The most dramatic improvement (nominate both the question with the most hopeless code and the answer that cleans it up the best).

In your nomination post, please make sure to include a link to the nominated answer. Include a short explanation of what makes the suggestions in the answer exceptional.


Small characters at the bottom: Only one nomination per post, nominated answers must have a creation date in 2014, downvotes don't count, and Santa reserves the right to award the top-voted nominee pair a special bounty as a token of appreciation on behalf of the Code Review community.

200_success on Kristofer Gisslén's "Complex query to count votes with a redistribution system"

This question is probably the best first post I've seen from any user:

  • It is a horrendously complex query, but working well enough to produce a plausible-looking result.
  • However, it was based on a flaw in the author's understanding of how the Single Transferable Vote system is supposed to work, which was cleared up in a chat session.
  • I am seriously impressed that a self-taught programmer could have devised something with so many nested subselects, joins, and aggregate functions.
  • The question was clearly posed, complete with a schema and test case.

To clean it up, I advocated ditching MySQL so that we could use CTEs to convert the nested queries into a logical linear progression.

Janos on "Time to Next Departure"

Converted a tedious while loop + switch with lots of duplicated code to more efficient, simpler and clearer implementation using binary search that also fixed an obscure bug.

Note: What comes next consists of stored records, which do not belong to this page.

// Copyright (C) 2026 Fred Clausen
// Use of this source code is governed by an MIT-style
// license that can be found in the LICENSE file or at
// https://opensource.org/licenses/MIT.

mod auth_tests;
mod availability_tests;
mod booking_tests;
mod helpers;
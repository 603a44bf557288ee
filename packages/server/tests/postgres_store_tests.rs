//! Ledger and spool behavior against a real Postgres.
//!
//! Needs a Docker daemon: `cargo test -p newsdesk-server -- --ignored`

mod common;

use std::time::Duration;

use futures::StreamExt;
use newsdesk::{
    redeliver, redeliver_all, Dispatcher, Job, JobKind, JobOutcome, JobParams, JobState,
    MockCallbackSink, StoreError,
};
use serde_json::json;
use test_context::test_context;

use crate::common::TestHarness;

const GATEWAY: &str = "http://gateway/results";

fn single_image_job() -> Job {
    Job::builder()
        .kind(JobKind::SingleImage)
        .input_ref("scans/front.jpg")
        .params(JobParams::new().with_language("en"))
        .build()
}

#[test_context(TestHarness)]
#[tokio::test]
#[ignore = "requires Docker"]
async fn test_job_is_claimed_once(ctx: &TestHarness) {
    let ledger = &ctx.stores.ledger;
    let job = single_image_job();
    ledger.insert(&job).await.unwrap();

    let first = ledger.claim("w1", Duration::from_secs(60)).await.unwrap();
    let second = ledger.claim("w2", Duration::from_secs(60)).await.unwrap();

    let record = first.expect("first claim wins");
    assert_eq!(record.id(), job.id);
    assert_eq!(record.state, JobState::Started);
    assert_eq!(record.worker_id.as_deref(), Some("w1"));
    assert!(second.is_none());
}

#[test_context(TestHarness)]
#[tokio::test]
#[ignore = "requires Docker"]
async fn test_stale_owner_cannot_complete(ctx: &TestHarness) {
    let ledger = &ctx.stores.ledger;
    let job = single_image_job();
    ledger.insert(&job).await.unwrap();

    ledger.claim("slow", Duration::from_millis(1)).await.unwrap();
    tokio::time::sleep(Duration::from_millis(20)).await;
    assert_eq!(ledger.requeue_expired().await.unwrap(), 1);
    ledger
        .claim("fast", Duration::from_secs(60))
        .await
        .unwrap()
        .expect("requeued job is claimable");

    let stale = ledger
        .complete(job.id, "slow", &JobOutcome::Failure("late".into()))
        .await;
    assert!(matches!(stale, Err(StoreError::LeaseLost { .. })));

    ledger
        .complete(job.id, "fast", &JobOutcome::Failure("conversion failed".into()))
        .await
        .unwrap();
    let record = ledger.get(job.id).await.unwrap().unwrap();
    assert_eq!(record.state, JobState::Failure);
    assert_eq!(record.attempts, 2);
    assert_eq!(record.error.as_deref(), Some("conversion failed"));
}

#[test_context(TestHarness)]
#[tokio::test]
#[ignore = "requires Docker"]
async fn test_dispatcher_round_trip(ctx: &TestHarness) {
    let dispatcher = Dispatcher::new(ctx.stores.ledger.clone());
    let id = dispatcher
        .submit(
            JobKind::SingleImage,
            Some("scans/front.jpg".into()),
            JobParams::new().with_language("en"),
        )
        .await
        .unwrap();

    let status = dispatcher.status(id).await.unwrap();
    assert_eq!(status.state, JobState::Pending);
    assert_eq!(status.kind, JobKind::SingleImage);
}

#[test_context(TestHarness)]
#[tokio::test]
#[ignore = "requires Docker"]
async fn test_spool_drains_in_park_order(ctx: &TestHarness) {
    let spool = &ctx.stores.spool;
    for n in 0..3 {
        spool.park(GATEWAY, json!({ "n": n }), "timeout").await.unwrap();
    }
    spool
        .park("http://other/results", json!({ "n": 99 }), "timeout")
        .await
        .unwrap();

    let drained: Vec<_> = spool.drain(GATEWAY).collect().await;
    let order: Vec<_> = drained
        .into_iter()
        .map(|item| item.unwrap().payload["n"].clone())
        .collect();
    assert_eq!(order, vec![json!(0), json!(1), json!(2)]);
}

#[test_context(TestHarness)]
#[tokio::test]
#[ignore = "requires Docker"]
async fn test_redeliver_acks_only_successes(ctx: &TestHarness) {
    let spool = &ctx.stores.spool;
    spool.park(GATEWAY, json!({ "n": 1 }), "timeout").await.unwrap();

    let sink = MockCallbackSink::new().down();
    let report = redeliver(spool.as_ref(), &sink, GATEWAY).await.unwrap();
    assert_eq!(report.failed, 1);
    assert_eq!(spool.pending(GATEWAY).await.unwrap(), 1);

    sink.set_down(false);
    let report = redeliver(spool.as_ref(), &sink, GATEWAY).await.unwrap();
    assert_eq!(report.delivered, 1);
    assert_eq!(spool.pending(GATEWAY).await.unwrap(), 0);
}

#[test_context(TestHarness)]
#[tokio::test]
#[ignore = "requires Docker"]
async fn test_redeliver_all_covers_every_destination(ctx: &TestHarness) {
    let spool = &ctx.stores.spool;
    spool.park(GATEWAY, json!({ "n": 1 }), "timeout").await.unwrap();
    spool
        .park("http://callbacks/jobs", json!({ "n": 2 }), "503")
        .await
        .unwrap();
    assert_eq!(
        spool.destinations().await.unwrap(),
        vec!["http://callbacks/jobs".to_string(), GATEWAY.to_string()]
    );

    let sink = MockCallbackSink::new();
    let report = redeliver_all(spool.as_ref(), &sink).await.unwrap();
    assert_eq!(report.delivered, 2);
    assert!(spool.destinations().await.unwrap().is_empty());
}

Malachi's Answer to Stored procedure

This question was going downhill fast, and through multiple edits and a lot of cleaning came a rather good answer that cleaned up this SQL quite well.

There were a lot of Votes cast in both directions on this question before and after the cleansing.

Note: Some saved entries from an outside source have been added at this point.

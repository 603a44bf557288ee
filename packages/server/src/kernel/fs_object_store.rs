//! Object store backed by a local directory.
//!
//! Keys map to relative paths under the root. Published URLs use the
//! configured public base when there is one, otherwise `file://` paths.

use std::io::ErrorKind;
use std::path::{Component, Path, PathBuf};

use async_trait::async_trait;
use bytes::Bytes;
use tracing::debug;

use newsdesk::{ObjectStore, Stage, StageError};

pub struct FsObjectStore {
    root: PathBuf,
    public_url: Option<String>,
}

impl FsObjectStore {
    pub fn new(root: impl Into<PathBuf>) -> Self {
        Self {
            root: root.into(),
            public_url: None,
        }
    }

    pub fn with_public_url(mut self, base: impl Into<String>) -> Self {
        self.public_url = Some(base.into().trim_end_matches('/').to_string());
        self
    }

    pub fn root(&self) -> &Path {
        &self.root
    }

    /// Resolve `key` under the root, refusing anything that escapes it.
    fn resolve(&self, stage: Stage, key: &str) -> Result<PathBuf, StageError> {
        let relative = Path::new(key);
        let safe = !key.is_empty()
            && relative
                .components()
                .all(|c| matches!(c, Component::Normal(_)));
        if !safe {
            return Err(StageError::permanent(
                stage,
                format!("invalid object key `{}`", key),
            ));
        }
        Ok(self.root.join(relative))
    }

    fn url_for(&self, key: &str, path: &Path) -> String {
        match &self.public_url {
            Some(base) => format!("{}/{}", base, key),
            None => format!("file://{}", path.display()),
        }
    }
}

fn io_error(stage: Stage, key: &str, error: std::io::Error) -> StageError {
    let message = format!("{}: {}", key, error);
    match error.kind() {
        ErrorKind::NotFound | ErrorKind::PermissionDenied | ErrorKind::InvalidInput => {
            StageError::permanent(stage, message)
        }
        _ => StageError::transient(stage, message),
    }
}

#[async_trait]
impl ObjectStore for FsObjectStore {
    async fn put(
        &self,
        key: &str,
        bytes: Bytes,
        content_type: &str,
    ) -> Result<String, StageError> {
        let path = self.resolve(Stage::Upload, key)?;
        if let Some(parent) = path.parent() {
            tokio::fs::create_dir_all(parent)
                .await
                .map_err(|e| io_error(Stage::Upload, key, e))?;
        }
        tokio::fs::write(&path, &bytes)
            .await
            .map_err(|e| io_error(Stage::Upload, key, e))?;

        debug!(key, content_type, bytes = bytes.len(), "object stored");
        Ok(self.url_for(key, &path))
    }

    async fn get(&self, key: &str) -> Result<Bytes, StageError> {
        let path = self.resolve(Stage::Load, key)?;
        tokio::fs::read(&path)
            .await
            .map(Bytes::from)
            .map_err(|e| io_error(Stage::Load, key, e))
    }
}
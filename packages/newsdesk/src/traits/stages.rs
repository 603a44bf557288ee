//! External collaborators called by the pipeline.
//!
//! Each call is a suspension point. Implementations classify their own
//! failures as transient (retry with backoff) or permanent.

use async_trait::async_trait;
use bytes::Bytes;

use crate::error::{DeliveryError, StageError};
use crate::partition::Site;
use crate::types::article::{AnalysisInput, ArticleAnalysis, DigitalArticle};
use crate::types::page::{PageImage, Segment};

/// Renders a document into ordered page images.
#[async_trait]
pub trait Converter: Send + Sync {
    async fn convert(
        &self,
        document: Bytes,
        dpi: u32,
        quality: u8,
    ) -> Result<Vec<PageImage>, StageError>;
}

/// Splits one page image into labeled regions.
#[async_trait]
pub trait Segmenter: Send + Sync {
    async fn segment(&self, page: &PageImage) -> Result<Vec<Segment>, StageError>;
}

/// Reads, translates, summarizes, and tags one article.
#[async_trait]
pub trait Analyzer: Send + Sync {
    async fn analyze(&self, input: &AnalysisInput) -> Result<ArticleAnalysis, StageError>;
}

/// Blob storage for inputs and published article assets.
#[async_trait]
pub trait ObjectStore: Send + Sync {
    /// Store bytes under `key`, returning a URL for the stored object.
    async fn put(&self, key: &str, bytes: Bytes, content_type: &str)
        -> Result<String, StageError>;

    async fn get(&self, key: &str) -> Result<Bytes, StageError>;
}

/// Delivers a JSON payload to an external endpoint.
#[async_trait]
pub trait CallbackSink: Send + Sync {
    async fn deliver(
        &self,
        endpoint: &str,
        payload: &serde_json::Value,
    ) -> Result<(), DeliveryError>;
}

/// Fetches the current articles published by one site.
#[async_trait]
pub trait SiteFeed: Send + Sync {
    async fn fetch(&self, site: &Site) -> Result<Vec<DigitalArticle>, StageError>;
}
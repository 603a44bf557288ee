//! HTTP adapters for the external collaborators.
//!
//! Each service speaks JSON over POST. Images travel base64-encoded.
//! Failures are classified here so the pipeline's retry policy sees
//! transient vs permanent without knowing anything about HTTP.

use std::time::Duration;

use anyhow::{Context, Result};
use async_trait::async_trait;
use base64::engine::general_purpose::STANDARD as BASE64;
use base64::Engine;
use bytes::Bytes;
use reqwest::{Client, StatusCode};
use serde::de::DeserializeOwned;
use serde::{Deserialize, Serialize};
use tracing::debug;

use newsdesk::{
    AnalysisInput, Analyzer, ArticleAnalysis, BoundingBox, CallbackSink, Converter,
    DeliveryError, DigitalArticle, PageImage, Segment, Segmenter, Site, SiteFeed, Stage,
    StageError,
};

const REQUEST_TIMEOUT: Duration = Duration::from_secs(30);

/// Shared client for all adapters.
pub fn http_client() -> Result<Client> {
    Client::builder()
        .timeout(REQUEST_TIMEOUT)
        .build()
        .context("Failed to build HTTP client")
}

fn status_error(stage: Stage, status: StatusCode, body: &str) -> StageError {
    let message = format!("{} {}", status, body.trim());
    if status.is_server_error() || status == StatusCode::TOO_MANY_REQUESTS {
        StageError::transient(stage, message)
    } else {
        StageError::permanent(stage, message)
    }
}

fn transport_error(stage: Stage, error: reqwest::Error) -> StageError {
    // A body we cannot parse will not parse on retry either
    if error.is_decode() {
        StageError::permanent(stage, error.to_string())
    } else {
        StageError::transient(stage, error.to_string())
    }
}

fn decode_image(stage: Stage, encoded: &str) -> Result<Bytes, StageError> {
    BASE64
        .decode(encoded)
        .map(Bytes::from)
        .map_err(|e| StageError::permanent(stage, format!("invalid base64 image: {}", e)))
}

async fn read_json<T: DeserializeOwned>(
    stage: Stage,
    response: reqwest::Response,
) -> Result<T, StageError> {
    let status = response.status();
    if !status.is_success() {
        let body = response.text().await.unwrap_or_default();
        return Err(status_error(stage, status, &body));
    }
    response.json().await.map_err(|e| transport_error(stage, e))
}

async fn post_json<Req, Resp>(
    client: &Client,
    url: &str,
    stage: Stage,
    body: &Req,
) -> Result<Resp, StageError>
where
    Req: Serialize + ?Sized,
    Resp: DeserializeOwned,
{
    let response = client
        .post(url)
        .json(body)
        .send()
        .await
        .map_err(|e| transport_error(stage, e))?;
    read_json(stage, response).await
}

// ============================================================================
// Converter
// ============================================================================

#[derive(Deserialize)]
struct ConvertResponse {
    /// Base64 page images in document order
    pages: Vec<String>,
}

/// Renders documents through the conversion service.
pub struct HttpConverter {
    client: Client,
    url: String,
}

impl HttpConverter {
    pub fn new(client: Client, url: impl Into<String>) -> Self {
        Self {
            client,
            url: url.into(),
        }
    }
}

#[async_trait]
impl Converter for HttpConverter {
    async fn convert(
        &self,
        document: Bytes,
        dpi: u32,
        quality: u8,
    ) -> Result<Vec<PageImage>, StageError> {
        debug!(bytes = document.len(), dpi, quality, "converting document");
        let response = self
            .client
            .post(&self.url)
            .query(&[("dpi", dpi.to_string()), ("quality", quality.to_string())])
            .header(reqwest::header::CONTENT_TYPE, "application/pdf")
            .body(document)
            .send()
            .await
            .map_err(|e| transport_error(Stage::Convert, e))?;

        let converted: ConvertResponse = read_json(Stage::Convert, response).await?;
        converted
            .pages
            .iter()
            .map(|page| decode_image(Stage::Convert, page).map(PageImage::new))
            .collect()
    }
}

// ============================================================================
// Segmenter
// ============================================================================

#[derive(Serialize)]
struct SegmentRequest {
    image: String,
}

#[derive(Deserialize)]
struct SegmentResponse {
    segments: Vec<WireSegment>,
}

#[derive(Deserialize)]
struct WireSegment {
    label: String,
    bbox: BoundingBox,
    #[serde(default = "full_confidence")]
    confidence: f32,
    #[serde(default)]
    crop: Option<String>,
}

fn full_confidence() -> f32 {
    1.0
}

impl WireSegment {
    fn into_segment(self) -> Result<Segment, StageError> {
        let mut segment =
            Segment::new(self.label, self.bbox).with_confidence(self.confidence);
        if let Some(crop) = self.crop {
            segment = segment.with_crop(decode_image(Stage::Segment, &crop)?);
        }
        Ok(segment)
    }
}

/// Splits pages into labeled regions through the segmentation service.
pub struct HttpSegmenter {
    client: Client,
    url: String,
}

impl HttpSegmenter {
    pub fn new(client: Client, url: impl Into<String>) -> Self {
        Self {
            client,
            url: url.into(),
        }
    }
}

#[async_trait]
impl Segmenter for HttpSegmenter {
    async fn segment(&self, page: &PageImage) -> Result<Vec<Segment>, StageError> {
        let request = SegmentRequest {
            image: BASE64.encode(&page.bytes),
        };
        let response: SegmentResponse =
            post_json(&self.client, &self.url, Stage::Segment, &request).await?;
        response
            .segments
            .into_iter()
            .map(WireSegment::into_segment)
            .collect()
    }
}

// ============================================================================
// Analyzer
// ============================================================================

#[derive(Debug, Serialize, PartialEq)]
#[serde(tag = "kind", rename_all = "snake_case")]
enum AnalyzeRequest<'a> {
    Image {
        article: String,
        image: String,
        bbox: BoundingBox,
        #[serde(skip_serializing_if = "Option::is_none")]
        language: Option<&'a str>,
    },
    Text {
        article: String,
        title: &'a str,
        content: &'a str,
        #[serde(skip_serializing_if = "Option::is_none")]
        language: Option<&'a str>,
    },
}

impl<'a> From<&'a AnalysisInput> for AnalyzeRequest<'a> {
    fn from(input: &'a AnalysisInput) -> Self {
        match input {
            AnalysisInput::Image {
                key,
                image,
                bbox,
                language,
            } => AnalyzeRequest::Image {
                article: key.to_string(),
                image: BASE64.encode(image),
                bbox: *bbox,
                language: language.as_deref(),
            },
            AnalysisInput::Text {
                key,
                title,
                content,
                language,
            } => AnalyzeRequest::Text {
                article: key.to_string(),
                title,
                content,
                language: language.as_deref(),
            },
        }
    }
}

/// Reads and tags articles through the analysis service.
pub struct HttpAnalyzer {
    client: Client,
    url: String,
}

impl HttpAnalyzer {
    pub fn new(client: Client, url: impl Into<String>) -> Self {
        Self {
            client,
            url: url.into(),
        }
    }
}

#[async_trait]
impl Analyzer for HttpAnalyzer {
    async fn analyze(&self, input: &AnalysisInput) -> Result<ArticleAnalysis, StageError> {
        let request = AnalyzeRequest::from(input);
        post_json(&self.client, &self.url, Stage::Analyze, &request).await
    }
}

// ============================================================================
// Callback delivery
// ============================================================================

/// Posts result payloads to callback endpoints.
pub struct HttpCallbackSink {
    client: Client,
}

impl HttpCallbackSink {
    pub fn new(client: Client) -> Self {
        Self { client }
    }
}

#[async_trait]
impl CallbackSink for HttpCallbackSink {
    async fn deliver(
        &self,
        endpoint: &str,
        payload: &serde_json::Value,
    ) -> Result<(), DeliveryError> {
        let response = self
            .client
            .post(endpoint)
            .json(payload)
            .send()
            .await
            .map_err(|e| DeliveryError::Transport {
                endpoint: endpoint.to_string(),
                message: e.to_string(),
            })?;

        let status = response.status();
        if !status.is_success() {
            return Err(DeliveryError::Rejected {
                endpoint: endpoint.to_string(),
                status: status.as_u16(),
            });
        }
        Ok(())
    }
}

// ============================================================================
// Site feed
// ============================================================================

#[derive(Deserialize)]
struct CrawlResponse {
    #[serde(default)]
    articles: Vec<DigitalArticle>,
}

/// Asks the crawler service for one site's current articles.
pub struct HttpSiteFeed {
    client: Client,
    url: String,
}

impl HttpSiteFeed {
    pub fn new(client: Client, url: impl Into<String>) -> Self {
        Self {
            client,
            url: url.into(),
        }
    }
}

#[async_trait]
impl SiteFeed for HttpSiteFeed {
    async fn fetch(&self, site: &Site) -> Result<Vec<DigitalArticle>, StageError> {
        let response: CrawlResponse =
            post_json(&self.client, &self.url, Stage::Load, site).await?;
        Ok(response.articles)
    }
}

#[cfg(test)]
mod tests {
    use super::*;
    use newsdesk::ArticleKey;
    use serde_json::json;

    #[test]
    fn test_status_classification() {
        assert!(status_error(Stage::Analyze, StatusCode::SERVICE_UNAVAILABLE, "").is_transient());
        assert!(status_error(Stage::Analyze, StatusCode::TOO_MANY_REQUESTS, "").is_transient());
        assert!(!status_error(Stage::Analyze, StatusCode::BAD_REQUEST, "").is_transient());
        assert!(!status_error(Stage::Analyze, StatusCode::NOT_FOUND, "").is_transient());
    }

    #[test]
    fn test_status_error_keeps_body() {
        let err = status_error(Stage::Convert, StatusCode::UNPROCESSABLE_ENTITY, " encrypted pdf\n");
        assert_eq!(err.stage(), Stage::Convert);
        assert_eq!(err.message(), "422 Unprocessable Entity encrypted pdf");
    }

    #[test]
    fn test_wire_segment_decodes_crop() {
        let wire: WireSegment = serde_json::from_value(json!({
            "label": "article",
            "bbox": {"x": 1, "y": 2, "width": 30, "height": 40},
            "crop": BASE64.encode(b"crop-bytes"),
        }))
        .unwrap();

        let segment = wire.into_segment().unwrap();
        assert_eq!(segment.label.as_str(), "article");
        assert_eq!(segment.confidence, 1.0);
        assert_eq!(segment.crop.as_deref(), Some(&b"crop-bytes"[..]));
    }

    #[test]
    fn test_bad_base64_is_permanent() {
        let err = decode_image(Stage::Segment, "not base64!").unwrap_err();
        assert!(!err.is_transient());
    }

    #[test]
    fn test_text_analysis_request_shape() {
        let input = AnalysisInput::Text {
            key: ArticleKey::new(1, 0),
            title: "Rains lash city".into(),
            content: "Heavy rain".into(),
            language: Some("en".into()),
        };

        let body = serde_json::to_value(AnalyzeRequest::from(&input)).unwrap();
        assert_eq!(
            body,
            json!({
                "kind": "text",
                "article": "p1s0",
                "title": "Rains lash city",
                "content": "Heavy rain",
                "language": "en",
            })
        );
    }

    #[test]
    fn test_crawl_response_tolerates_missing_articles() {
        let response: CrawlResponse = serde_json::from_value(json!({})).unwrap();
        assert!(response.articles.is_empty());
    }
}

Janos on "Given a String, return a boolean if it is a number"

Revealed bugs by implementing unit tests.

Reduced the confused and complex parsing logic in the question to a single line of regex matching.

Janos on "Score Validation"

Converted a complicated, confused, arrow-shaped code to simpler, more efficient, cleaner, unit tested solution, pleasantly surprising the OP:

Wow, would have never thought of it like this. Thanks alot! – user2999980 Nov 22 '14 at 19:29

Janos on "Converting fractions to mixed numbers"

Major cleanup of a poorly decomposed implementation, making use of Euclid's elegant gcd algorithm, resulting in an elegant, reusable, object oriented solution, including unit tests.

Janos on "Schema design for user profile"

At first glance, the schema design in the question looked quite fine and harmless. On closer look it turned out to be quite awful, and resulted in a surprisingly detailed in-depth answer.

Janos on "Determine if a sentence is a pangram"

A pangram (Greek: παν γράμμα, pan gramma, "every letter") or holoalphabetic sentence for a given alphabet is a sentence using every letter of the alphabet at least once. Pangrams have been used to display typefaces, test equipment, and develop skills in handwriting, calligraphy, and keyboarding.

Rewrote the complicated and inefficient original code to shorter, simpler, super-efficient implementation, which uses a boolean[] for storage instead of a Set<Character>, resulting on extra performance improvements thanks to much reduced boxing.

Janos on "Read from a file and pick a random line"

Gradually reworked a poorly decomposed implementation with weak cohesion to a generalized, reusable object oriented solution following properly the single responsibility principle.